Alyson is a Senior Research Fellow in Integrated Health and Social Care. Her research investigates the links between psychological processes and mood disorders. Alyson’s specific research expertise is in the psychological mechanisms underlying mood dysregulation in non-clinical and clinical populations (i.e. bipolar disorder), quantitative research methods, psychometrics, and randomised controlled trials. Her research portfolio includes studies on i) psychological processes contributing to the development and maintenance of mania risk and bipolar disorder, ii) development and validation of psychometric measures of psychological processes, iii) development and evaluation of novel psychological interventions, and iv) student mental health. Alyson is a Chartered Psychologist and Associate Fellow of the British Psychological Society, and a Fellow of the Higher Education Academy

Dr Nick Moberly
Senior Lecturer
University of Exeter
Washington Singer Laboratories
Perry Road, Prince of Wales Road
Exeter, EX4 4QG, UK
Nick researches goal pursuit and its relationships with cognitive and affective processes, including how linkages among these systems may be disrupted in mental health conditions such as major depression. He is particularly interested in rumination as a cognitive-motivational process and the circumstances in which it may switch from being adaptive (in terms of facilitating goal pursuit) to maladaptive. Methodologically, he has developed experience-sampling methods to examine dynamic relations in people's lived experience, both in healthy and mood disordered populations.
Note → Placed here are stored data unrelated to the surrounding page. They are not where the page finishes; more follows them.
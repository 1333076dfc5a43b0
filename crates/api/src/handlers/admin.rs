//! Handlers for the `/admin` resource: dashboard statistics, user
//! management, full appointment management, and the curated availability
//! calendar. Every handler requires the `admin` role via [`RequireAdmin`].

use axum::extract::{Path, Query, State};
use axum::http::StatusCode;
use axum::Json;
use chrono::{Datelike, Duration, NaiveDate, Utc};
use consulta_core::error::CoreError;
use consulta_core::roles::{ROLE_ADMIN, ROLE_USER};
use consulta_core::scheduling;
use consulta_core::types::DbId;
use consulta_db::models::appointment::{AppointmentWithOwner, UpdateAppointment};
use consulta_db::models::availability::{AvailabilitySlot, UpsertAvailabilitySlot};
use consulta_db::models::user::{UpdateUser, UserResponse};
use consulta_db::repositories::{AppointmentRepo, AvailabilityRepo, UserRepo};
use serde::{Deserialize, Serialize};
use validator::ValidateEmail;

use crate::error::{AppError, AppResult};
use crate::middleware::rbac::RequireAdmin;
use crate::state::AppState;

// ---------------------------------------------------------------------------
// Dashboard statistics
// ---------------------------------------------------------------------------

/// Aggregate numbers shown on the admin dashboard.
#[derive(Debug, Serialize)]
pub struct AdminStats {
    pub appointments_today: i64,
    pub appointments_this_week: i64,
    pub appointments_this_month: i64,
    pub next_appointment: Option<AppointmentWithOwner>,
    /// Distinct users with at least one appointment on the books.
    pub active_patients: i64,
}

/// First day of the month after `date`.
fn first_of_next_month(date: NaiveDate) -> NaiveDate {
    let (year, month) = if date.month() == 12 {
        (date.year() + 1, 1)
    } else {
        (date.year(), date.month() + 1)
    };
    NaiveDate::from_ymd_opt(year, month, 1).expect("first of month is valid")
}

/// GET /api/v1/admin/stats
pub async fn stats(
    State(state): State<AppState>,
    RequireAdmin(_admin): RequireAdmin,
) -> AppResult<Json<AdminStats>> {
    let today = Utc::now().date_naive();

    // Calendar week runs Monday through Sunday.
    let week_start = today - Duration::days(today.weekday().num_days_from_monday() as i64);
    let week_end = week_start + Duration::days(7);

    let month_start = today.with_day(1).expect("day 1 is valid");
    let month_end = first_of_next_month(today);

    let appointments_today =
        AppointmentRepo::count_between(&state.pool, today, today + Duration::days(1)).await?;
    let appointments_this_week =
        AppointmentRepo::count_between(&state.pool, week_start, week_end).await?;
    let appointments_this_month =
        AppointmentRepo::count_between(&state.pool, month_start, month_end).await?;
    let next_appointment = AppointmentRepo::next_from(&state.pool, today).await?;
    let active_patients = AppointmentRepo::count_distinct_patients(&state.pool).await?;

    Ok(Json(AdminStats {
        appointments_today,
        appointments_this_week,
        appointments_this_month,
        next_appointment,
        active_patients,
    }))
}

// ---------------------------------------------------------------------------
// User management
// ---------------------------------------------------------------------------

/// GET /api/v1/admin/users
pub async fn list_users(
    State(state): State<AppState>,
    RequireAdmin(_admin): RequireAdmin,
) -> AppResult<Json<Vec<UserResponse>>> {
    let users = UserRepo::list(&state.pool).await?;
    Ok(Json(users.into_iter().map(Into::into).collect()))
}

/// GET /api/v1/admin/users/{id}
pub async fn get_user(
    State(state): State<AppState>,
    RequireAdmin(_admin): RequireAdmin,
    Path(id): Path<DbId>,
) -> AppResult<Json<UserResponse>> {
    let user = UserRepo::find_by_id(&state.pool, id)
        .await?
        .ok_or(AppError::Core(CoreError::NotFound { entity: "User", id }))?;
    Ok(Json(user.into()))
}

/// PUT /api/v1/admin/users/{id}
///
/// Update name, email, or role. This is the only way an account becomes an
/// admin.
pub async fn update_user(
    State(state): State<AppState>,
    RequireAdmin(_admin): RequireAdmin,
    Path(id): Path<DbId>,
    Json(input): Json<UpdateUser>,
) -> AppResult<Json<UserResponse>> {
    if let Some(role) = &input.role {
        if role != ROLE_USER && role != ROLE_ADMIN {
            return Err(AppError::Core(CoreError::Validation(format!(
                "Unknown role '{role}'. Valid roles: {ROLE_USER}, {ROLE_ADMIN}"
            ))));
        }
    }
    if let Some(email) = &input.email {
        if !email.validate_email() {
            return Err(AppError::Core(CoreError::Validation(
                "Provide a valid email address".into(),
            )));
        }
    }

    let user = UserRepo::update(&state.pool, id, &input)
        .await?
        .ok_or(AppError::Core(CoreError::NotFound { entity: "User", id }))?;

    Ok(Json(user.into()))
}

/// DELETE /api/v1/admin/users/{id}
///
/// Remove a user. Their appointments are deleted with them (ON DELETE
/// CASCADE on `appointments.user_id`).
pub async fn delete_user(
    State(state): State<AppState>,
    RequireAdmin(_admin): RequireAdmin,
    Path(id): Path<DbId>,
) -> AppResult<StatusCode> {
    let deleted = UserRepo::delete(&state.pool, id).await?;
    if !deleted {
        return Err(AppError::Core(CoreError::NotFound { entity: "User", id }));
    }
    tracing::info!(user_id = id, "User and their appointments deleted");
    Ok(StatusCode::NO_CONTENT)
}

// ---------------------------------------------------------------------------
// Appointment management
// ---------------------------------------------------------------------------

/// GET /api/v1/admin/appointments
pub async fn list_appointments(
    State(state): State<AppState>,
    RequireAdmin(_admin): RequireAdmin,
) -> AppResult<Json<Vec<AppointmentWithOwner>>> {
    let appointments = AppointmentRepo::list_all_with_owner(&state.pool).await?;
    Ok(Json(appointments))
}

/// GET /api/v1/admin/appointments/{id}
pub async fn get_appointment(
    State(state): State<AppState>,
    RequireAdmin(_admin): RequireAdmin,
    Path(id): Path<DbId>,
) -> AppResult<Json<AppointmentWithOwner>> {
    let appointment = AppointmentRepo::find_by_id_with_owner(&state.pool, id)
        .await?
        .ok_or(AppError::Core(CoreError::NotFound {
            entity: "Appointment",
            id,
        }))?;
    Ok(Json(appointment))
}

/// PUT /api/v1/admin/appointments/{id}
///
/// Admins may change any field, including reassigning the owner, and are
/// not bound by the 48-hour cutoff.
pub async fn update_appointment(
    State(state): State<AppState>,
    RequireAdmin(_admin): RequireAdmin,
    Path(id): Path<DbId>,
    Json(input): Json<UpdateAppointment>,
) -> AppResult<Json<AppointmentWithOwner>> {
    let appointment = AppointmentRepo::find_by_id(&state.pool, id)
        .await?
        .ok_or(AppError::Core(CoreError::NotFound {
            entity: "Appointment",
            id,
        }))?;

    let target_date = input.date.unwrap_or(appointment.date);
    let target_slot = input.time_slot.as_deref().unwrap_or(&appointment.time_slot);
    scheduling::validate_booking(target_date, target_slot)?;

    if let Some(new_owner) = input.user_id {
        UserRepo::find_by_id(&state.pool, new_owner)
            .await?
            .ok_or(AppError::Core(CoreError::NotFound {
                entity: "User",
                id: new_owner,
            }))?;
    }

    AppointmentRepo::update(&state.pool, id, &input)
        .await?
        .ok_or(AppError::Core(CoreError::NotFound {
            entity: "Appointment",
            id,
        }))?;

    // Re-read joined with the (possibly new) owner for the response.
    let updated = AppointmentRepo::find_by_id_with_owner(&state.pool, id)
        .await?
        .ok_or(AppError::Core(CoreError::NotFound {
            entity: "Appointment",
            id,
        }))?;

    Ok(Json(updated))
}

/// DELETE /api/v1/admin/appointments/{id}
pub async fn delete_appointment(
    State(state): State<AppState>,
    RequireAdmin(_admin): RequireAdmin,
    Path(id): Path<DbId>,
) -> AppResult<StatusCode> {
    let deleted = AppointmentRepo::delete(&state.pool, id).await?;
    if !deleted {
        return Err(AppError::Core(CoreError::NotFound {
            entity: "Appointment",
            id,
        }));
    }
    Ok(StatusCode::NO_CONTENT)
}

// ---------------------------------------------------------------------------
// Curated availability
// ---------------------------------------------------------------------------

/// Query string for `GET /admin/availability`.
#[derive(Debug, Deserialize)]
pub struct AvailabilityRangeQuery {
    pub from: Option<NaiveDate>,
    pub to: Option<NaiveDate>,
}

/// GET /api/v1/admin/availability?from=&to=
///
/// Defaults to the 30-day booking horizon when no range is given.
pub async fn list_availability(
    State(state): State<AppState>,
    RequireAdmin(_admin): RequireAdmin,
    Query(query): Query<AvailabilityRangeQuery>,
) -> AppResult<Json<Vec<AvailabilitySlot>>> {
    let today = Utc::now().date_naive();
    let from = query.from.unwrap_or(today);
    let to = query
        .to
        .unwrap_or(today + Duration::days(scheduling::BOOKING_HORIZON_DAYS));

    let slots = AvailabilityRepo::list_between(&state.pool, from, to).await?;
    Ok(Json(slots))
}

/// PUT /api/v1/admin/availability
///
/// Create or update one curated slot. The store keeps at most one row per
/// `(date, time_slot)`.
pub async fn upsert_availability(
    State(state): State<AppState>,
    RequireAdmin(_admin): RequireAdmin,
    Json(input): Json<UpsertAvailabilitySlot>,
) -> AppResult<Json<AvailabilitySlot>> {
    scheduling::validate_booking(input.date, &input.time_slot)?;

    let slot = AvailabilityRepo::upsert(&state.pool, &input).await?;
    Ok(Json(slot))
}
Associate Professor Rodrigo Becerra
University of Western Australia
School of Psychological Science
35 Stirling Highway. Crawley WA 6009
Rodrigo's research area of interest is in emotions, including the assessment of emotions, emotion coherence, awareness, reactivity, regulation, alexithymia, and emotional experience and its subjective and physiological correlates. He studies emotions in both community and psychiatric samples. Applied research includes the emotion phenomena in bipolar disorders, borderline personality disorder, and other complex presentations. From a treatment point of view, Rodrigo is interested in structured therapy, mindfulness, and targeting the emotional experience and its potential role in both the etiology and maintenance of psychopathology.

Dr David Preece
Research Fellow
Curtin University
School of Psychology
Kent Street, Bentley 6102 WA, Australia
david.preece@curtin.edu.au
David is psychologist and research fellow at Curtin University. His main research interests are in the assessment, understanding, and treatment of emotion-based psychopathologies. Most of his research to date has focused on alexithymia and emotion regulation. David is also passionate about developing and validating new psychometric tools, to try to make the assessment of emotional constructs more accessible for researchers and clinicians.
Professor Alfred Allan
Edith Cowan University
School of Arts and Humanities
270 Joondalup Drive, Joondalup, WA, Australia, 6027
Professor Allan qualified in law and psychology and is a registered psychologist with clinical and forensic endorsements in Australia. He has taught law, psychology and professional ethics in Law, Medical and Psychology Schools in South Africa and Australia. He has chaired several national and international ethics committees and published widely in ethics, law, psychology and psychiatry journals. He serves on the editorial committee of several journals. His main research in psychopathology examines the impact of emotion regulation on offending behaviour, especially violent behaviour.